*** Provided data ***

use clap::Parser;
use smartchef_relay::cli::{self, Cli, Command};

#[tokio::main]
async fn main() -> anyhow::Result<()> {
    let cli = Cli::parse();

    match cli.command.unwrap_or_default() {
        Command::Serve(args) => cli::serve::run(args).await,
    }
}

*** End of Provided data ***

[Exercise goal] Go through the material above, find each line with the string "main", and copy it.

[Your response]
#[tokio::main]
async fn main() -> anyhow::Result<()> {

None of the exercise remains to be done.